• _SOURCE DATA_:
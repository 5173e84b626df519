//! Deterministic headless backend
//!
//! Stands in for the real platform wherever no GPU or window system is
//! available: unit tests, CI, and device-only embedding experiments. Every
//! resource records its creation and release into a shared [`Journal`], so
//! callers can assert the exact acquisition and teardown order, and every
//! operation can be made to fail on demand through [`FailPlan`].

use std::cell::RefCell;
use std::rc::Rc;

use crate::display::AdapterRecord;
use crate::gfx::{
    backend::{AdapterDesc, ChainDesc, GfxBackend},
    tier::CapabilityTier,
    GfxError, GfxResult,
};

/// Shared, ordered record of backend events.
///
/// Cloning is shallow; all clones append to the same log. Single-threaded by
/// design, matching the crate's cooperative execution model.
#[derive(Clone, Default)]
pub struct Journal(Rc<RefCell<Vec<String>>>);

impl Journal {
    /// Append an event
    pub fn record(&self, event: impl Into<String>) {
        self.0.borrow_mut().push(event.into());
    }

    /// Snapshot of all recorded events, oldest first
    pub fn events(&self) -> Vec<String> {
        self.0.borrow().clone()
    }

    /// Drop all recorded events
    pub fn clear(&self) {
        self.0.borrow_mut().clear();
    }
}

/// Per-operation failure injection switches
#[derive(Debug, Clone, Copy, Default)]
pub struct FailPlan {
    /// Fail device creation
    pub device: bool,
    /// Fail chain creation
    pub chain: bool,
    /// Fail back-buffer fetch
    pub back_buffer: bool,
    /// Fail render-target view creation
    pub render_target_view: bool,
    /// Fail depth-buffer creation
    pub depth_buffer: bool,
    /// Fail depth-stencil view creation
    pub depth_stencil_view: bool,
    /// Fail the in-place chain resize
    pub resize: bool,
    /// Fail presents
    pub present: bool,
}

/// Simulated window target with a fixed client size
#[derive(Debug, Clone, Copy)]
pub struct SimWindow {
    /// Client width in pixels
    pub width: u32,
    /// Client height in pixels
    pub height: u32,
}

impl SimWindow {
    /// Create a target with the given client size
    pub fn new(width: u32, height: u32) -> Self {
        Self { width, height }
    }
}

/// Simulated open device
pub struct SimDevice {
    journal: Journal,
    /// Whether debug instrumentation was requested at creation
    pub debug: bool,
}

impl Drop for SimDevice {
    fn drop(&mut self) {
        self.journal.record("device.release");
    }
}

/// Simulated immediate context
pub struct SimContext {
    journal: Journal,
    /// Whether render targets have been bound
    pub targets_bound: bool,
}

impl Drop for SimContext {
    fn drop(&mut self) {
        self.journal.record("context.release");
    }
}

/// Simulated presentation chain
pub struct SimChain {
    journal: Journal,
    width: u32,
    height: u32,
    /// Whether the chain is in fullscreen exclusive mode
    pub fullscreen: bool,
}

impl SimChain {
    /// Current buffer size
    pub fn size(&self) -> (u32, u32) {
        (self.width, self.height)
    }
}

impl Drop for SimChain {
    fn drop(&mut self) {
        self.journal.record("chain.release");
    }
}

/// Simulated back-buffer image
pub struct SimBackBuffer {
    journal: Journal,
    /// Buffer width in pixels
    pub width: u32,
    /// Buffer height in pixels
    pub height: u32,
}

impl Drop for SimBackBuffer {
    fn drop(&mut self) {
        self.journal.record("backbuffer.release");
    }
}

/// Simulated depth/stencil image
pub struct SimDepthBuffer {
    journal: Journal,
    /// Buffer width in pixels
    pub width: u32,
    /// Buffer height in pixels
    pub height: u32,
}

impl Drop for SimDepthBuffer {
    fn drop(&mut self) {
        self.journal.record("depthbuffer.release");
    }
}

/// Simulated render-target view
pub struct SimRenderTargetView {
    journal: Journal,
    /// Width of the viewed buffer
    pub width: u32,
    /// Height of the viewed buffer
    pub height: u32,
}

impl Drop for SimRenderTargetView {
    fn drop(&mut self) {
        self.journal.record("rtv.release");
    }
}

/// Simulated depth-stencil view
pub struct SimDepthStencilView {
    journal: Journal,
    /// Width of the viewed buffer
    pub width: u32,
    /// Height of the viewed buffer
    pub height: u32,
}

impl Drop for SimDepthStencilView {
    fn drop(&mut self) {
        self.journal.record("dsv.release");
    }
}

/// The headless backend itself
pub struct SimBackend {
    journal: Journal,
    adapters: Vec<AdapterDesc>,
    supported: Vec<CapabilityTier>,
    /// Failure injection plan, mutable between operations
    pub fail: FailPlan,
}

impl SimBackend {
    /// One adapter, tiers 10.0 through 11.0 supported, nothing failing
    pub fn new() -> Self {
        Self {
            journal: Journal::default(),
            adapters: vec![AdapterDesc {
                name: "Simulated Adapter".to_string(),
                ordinal: 0,
            }],
            supported: vec![
                CapabilityTier::Tier10_0,
                CapabilityTier::Tier10_1,
                CapabilityTier::Tier11_0,
            ],
            fail: FailPlan::default(),
        }
    }

    /// Replace the adapter inventory with the given names
    pub fn with_adapters<I, S>(mut self, names: I) -> Self
    where
        I: IntoIterator<Item = S>,
        S: Into<String>,
    {
        self.adapters = names
            .into_iter()
            .enumerate()
            .map(|(i, name)| AdapterDesc {
                name: name.into(),
                ordinal: i as u32,
            })
            .collect();
        self
    }

    /// Replace the set of tiers the simulated device supports
    pub fn with_supported_tiers(mut self, tiers: impl IntoIterator<Item = CapabilityTier>) -> Self {
        self.supported = tiers.into_iter().collect();
        self
    }

    /// Apply a failure plan
    pub fn with_failures(mut self, fail: FailPlan) -> Self {
        self.fail = fail;
        self
    }

    /// Handle to the shared event journal
    pub fn journal(&self) -> Journal {
        self.journal.clone()
    }
}

impl Default for SimBackend {
    fn default() -> Self {
        Self::new()
    }
}

impl GfxBackend for SimBackend {
    type Device = SimDevice;
    type Context = SimContext;
    type Target = SimWindow;
    type Chain = SimChain;
    type BackBuffer = SimBackBuffer;
    type DepthBuffer = SimDepthBuffer;
    type RenderTargetView = SimRenderTargetView;
    type DepthStencilView = SimDepthStencilView;

    fn adapters(&self) -> GfxResult<Vec<AdapterDesc>> {
        Ok(self.adapters.clone())
    }

    fn create_device(
        &mut self,
        ordinal: u32,
        candidates: &[CapabilityTier],
        debug: bool,
    ) -> GfxResult<(Self::Device, Self::Context, CapabilityTier)> {
        if ordinal as usize >= self.adapters.len() {
            return Err(GfxError::AdapterNotFound { ordinal });
        }
        self.journal.record(format!("device.create debug={debug}"));
        if self.fail.device {
            return Err(GfxError::DeviceCreationFailed("injected failure".to_string()));
        }
        let tier = candidates
            .iter()
            .copied()
            .find(|t| self.supported.contains(t))
            .ok_or_else(|| {
                GfxError::DeviceCreationFailed("no candidate tier supported".to_string())
            })?;
        self.journal.record(format!("device.tier {tier}"));
        Ok((
            SimDevice {
                journal: self.journal.clone(),
                debug,
            },
            SimContext {
                journal: self.journal.clone(),
                targets_bound: false,
            },
            tier,
        ))
    }

    fn client_size(&self, _device: &Self::Device, target: &Self::Target) -> GfxResult<(u32, u32)> {
        Ok((target.width, target.height))
    }

    fn create_chain(
        &mut self,
        _device: &Self::Device,
        _target: Self::Target,
        desc: &ChainDesc,
    ) -> GfxResult<Self::Chain> {
        if self.fail.chain {
            return Err(GfxError::SwapchainCreationFailed(
                "injected failure".to_string(),
            ));
        }
        self.journal.record(format!(
            "chain.create {}x{} fullscreen={} vsync={}",
            desc.width, desc.height, desc.fullscreen, desc.vsync
        ));
        Ok(SimChain {
            journal: self.journal.clone(),
            width: desc.width,
            height: desc.height,
            fullscreen: desc.fullscreen,
        })
    }

    fn back_buffer(&mut self, chain: &Self::Chain) -> GfxResult<Self::BackBuffer> {
        if self.fail.back_buffer {
            return Err(GfxError::ViewCreationFailed("injected failure".to_string()));
        }
        self.journal
            .record(format!("backbuffer.acquire {}x{}", chain.width, chain.height));
        Ok(SimBackBuffer {
            journal: self.journal.clone(),
            width: chain.width,
            height: chain.height,
        })
    }

    fn create_render_target_view(
        &mut self,
        _device: &Self::Device,
        buffer: &Self::BackBuffer,
    ) -> GfxResult<Self::RenderTargetView> {
        if self.fail.render_target_view {
            return Err(GfxError::ViewCreationFailed("injected failure".to_string()));
        }
        self.journal.record("rtv.create");
        Ok(SimRenderTargetView {
            journal: self.journal.clone(),
            width: buffer.width,
            height: buffer.height,
        })
    }

    fn create_depth_buffer(
        &mut self,
        _device: &Self::Device,
        width: u32,
        height: u32,
    ) -> GfxResult<Self::DepthBuffer> {
        if self.fail.depth_buffer {
            return Err(GfxError::ViewCreationFailed("injected failure".to_string()));
        }
        self.journal
            .record(format!("depthbuffer.create {width}x{height}"));
        Ok(SimDepthBuffer {
            journal: self.journal.clone(),
            width,
            height,
        })
    }

    fn create_depth_stencil_view(
        &mut self,
        _device: &Self::Device,
        depth: &Self::DepthBuffer,
    ) -> GfxResult<Self::DepthStencilView> {
        if self.fail.depth_stencil_view {
            return Err(GfxError::ViewCreationFailed("injected failure".to_string()));
        }
        self.journal.record("dsv.create");
        Ok(SimDepthStencilView {
            journal: self.journal.clone(),
            width: depth.width,
            height: depth.height,
        })
    }

    fn resize_chain(
        &mut self,
        _device: &Self::Device,
        chain: &mut Self::Chain,
        width: u32,
        height: u32,
    ) -> GfxResult<()> {
        if self.fail.resize {
            return Err(GfxError::ResizeFailed("injected failure".to_string()));
        }
        chain.width = width;
        chain.height = height;
        self.journal.record(format!("chain.resize {width}x{height}"));
        Ok(())
    }

    fn present(
        &mut self,
        _device: &Self::Device,
        _chain: &mut Self::Chain,
        vsync: bool,
    ) -> GfxResult<()> {
        if self.fail.present {
            return Err(GfxError::PresentFailed("injected failure".to_string()));
        }
        self.journal.record(format!("present vsync={vsync}"));
        Ok(())
    }

    fn exit_fullscreen(&mut self, chain: &mut Self::Chain) {
        chain.fullscreen = false;
        self.journal.record("chain.exit_fullscreen");
    }

    fn bind_render_targets(
        &mut self,
        context: &mut Self::Context,
        _rtv: &Self::RenderTargetView,
        _dsv: &Self::DepthStencilView,
    ) {
        context.targets_bound = true;
        self.journal.record("context.bind_targets");
    }
}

• _EXERCISE INSTRUCTIONS_: Where the data above reaches the line holding "pub fn with_failures(mut", begin printing, and stop after the line holding "type DepthStencilView = SimDepthStencilView;". Each line must be reproduced exactly, with nothing else added.

• _OUTPUT FOR THIS EXERCISE_:
    pub fn with_failures(mut self, fail: FailPlan) -> Self {
        self.fail = fail;
        self
    }

    /// Handle to the shared event journal
    pub fn journal(&self) -> Journal {
        self.journal.clone()
    }
}

impl Default for SimBackend {
    fn default() -> Self {
        Self::new()
    }
}

impl GfxBackend for SimBackend {
    type Device = SimDevice;
    type Context = SimContext;
    type Target = SimWindow;
    type Chain = SimChain;
    type BackBuffer = SimBackBuffer;
    type DepthBuffer = SimDepthBuffer;
    type RenderTargetView = SimRenderTargetView;
    type DepthStencilView = SimDepthStencilView;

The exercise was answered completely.